Thankfully February has been better, with more projects taken off ice, which gets the qi moving again, however slightly.
The situation as we perceive it is as follows:
Some freelance design is still being commissioned, though everyone is being asked to reduce their fees, and there is less work around – about 30 per cent in our experience.
Full-time work agency side is really hard to come by – very few studios are recruiting.
Many brands, especially some of the high-end fashion brands we work with, are bringing their graphic design / branding / digital work in-house, to cut agency costs. Our in-house vacancies have increased by 50 per cent, and with many brands developing brilliant studios, designers are increasingly likely to consider taking a role in what was once regarded as a less creative environment.
Supply still outweighs demand – we are finding that the designers who are getting work are not only very creative but, perhaps more importantly, have the right attitude.
Our business has had to change, but for the better. We’re concentrating on our core activity – design – and have stepped away from account management. I’m teaching and mentoring more, and using the slowdown to turn the agency’s attention to increasing the quality of designers we take on.
Scary but exciting times!
Mike Radcliffe has run the London recruitment agency Represent for the past five and a half years.

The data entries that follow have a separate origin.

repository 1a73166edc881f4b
pub mod http;
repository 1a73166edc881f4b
use auth::TokenPair;
use auth::TokenService;
use axum_extra::extract::cookie::Cookie;
use axum_extra::extract::cookie::CookieJar;
use axum_extra::extract::cookie::SameSite;

use crate::config::CookieConfig;

pub const ACCESS_TOKEN_COOKIE: &str = "access_token";
pub const REFRESH_TOKEN_COOKIE: &str = "refresh_token";

/// The refresh cookie is only ever sent back to the refresh endpoint.
pub const REFRESH_TOKEN_PATH: &str = "/v1/auth/refresh";

/// Add both session cookies for a freshly issued pair.
///
/// Max-Age follows the token lifetimes so a cookie never outlives its token.
pub fn with_session_cookies(
    jar: CookieJar,
    tokens: &TokenPair,
    token_service: &TokenService,
    config: &CookieConfig,
) -> CookieJar {
    jar.add(session_cookie(
        ACCESS_TOKEN_COOKIE,
        tokens.access_token.clone(),
        "/",
        token_service.access_ttl(),
        config.secure,
    ))
    .add(session_cookie(
        REFRESH_TOKEN_COOKIE,
        tokens.refresh_token.clone(),
        REFRESH_TOKEN_PATH,
        token_service.refresh_ttl(),
        config.secure,
    ))
}

/// Non-empty value of the named cookie.
pub fn cookie_value(jar: &CookieJar, name: &str) -> Option<String> {
    jar.get(name)
        .map(|cookie| cookie.value().trim())
        .filter(|value| !value.is_empty())
        .map(str::to_string)
}

fn session_cookie(
    name: &'static str,
    value: String,
    path: &'static str,
    ttl: chrono::Duration,
    secure: bool,
) -> Cookie<'static> {
    Cookie::build((name, value))
        .path(path)
        .max_age(time::Duration::seconds(ttl.num_seconds()))
        .http_only(true)
        .secure(secure)
        .same_site(SameSite::Strict)
        .build()
}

March 12th, 2009 at 1:06 pm | by Maja B. Jancic
Dear Mike,
thank you for this insightful report.
I am though very curios about the “right attitude” of the designers who nowadays get work. What exactly do you mean by it? What’s the attitude which is the right one?
Thank you.
March 12th, 2009 at 2:29 pm | by Paulo Periera
In the States its pretty much the same thing. I have alot of friends who freelance for magazines. They usually jump from magazine to magazine - when work runs out in one they jump to another. They were told 2 months ago that they wouldn’t have work for them until around June. Now they are looking for full-time jobs and want to stop freelancing. Except now they are competing with recent graduates & other designers- who were let go when magazines & companies closed down.
I have heard, that it is worse in the England in general.
For a while I kept hearing that England was going to become the next Iceland. But lately haven’t heard much about the economy there.
-P
March 13th, 2009 at 7:54 am | by Mike Radcliffe
Hi Maja
Thanks for your comment.
When I talk about ‘right attitude’ I mean positive, enthusiastic and good to be around. Hope this helps.
BTW Paulo, I don’t think the UK will become the next Iceland, at all. The press in the UK have a great ability to whip everyone up in to a media frenzy and tend to over report and play up the negative side. Things feel a littler calmer and we have a great Economist at the helm at the moment.
Best,
Mike
March 13th, 2009 at 3:44 pm | by Maja B. Jancic
Thank you, Mike. I thought so.
And I agree. I think the positive attitude is the only attitude which can bring up fine ideas. Not just on the side of designers but also on the side of clients. It is time to turn the tables to a more purposeful, environmental friendly, visionary, truthful, socially responsible, non-generic, emotional and back-to-basics communication.
March 15th, 2009 at 6:35 pm | by Alex Crovetti
Hi Maja,
Your comment is spot on: ‘it is time to turn the tables to a more purposeful, environmental friendly, visionary, truthful, socially responsible, non-generic, emotional and back-to-basics communication’.
This recession will prompt a much needed cultural revolution, driven by people with innovatioin and ethics at the core of their business models.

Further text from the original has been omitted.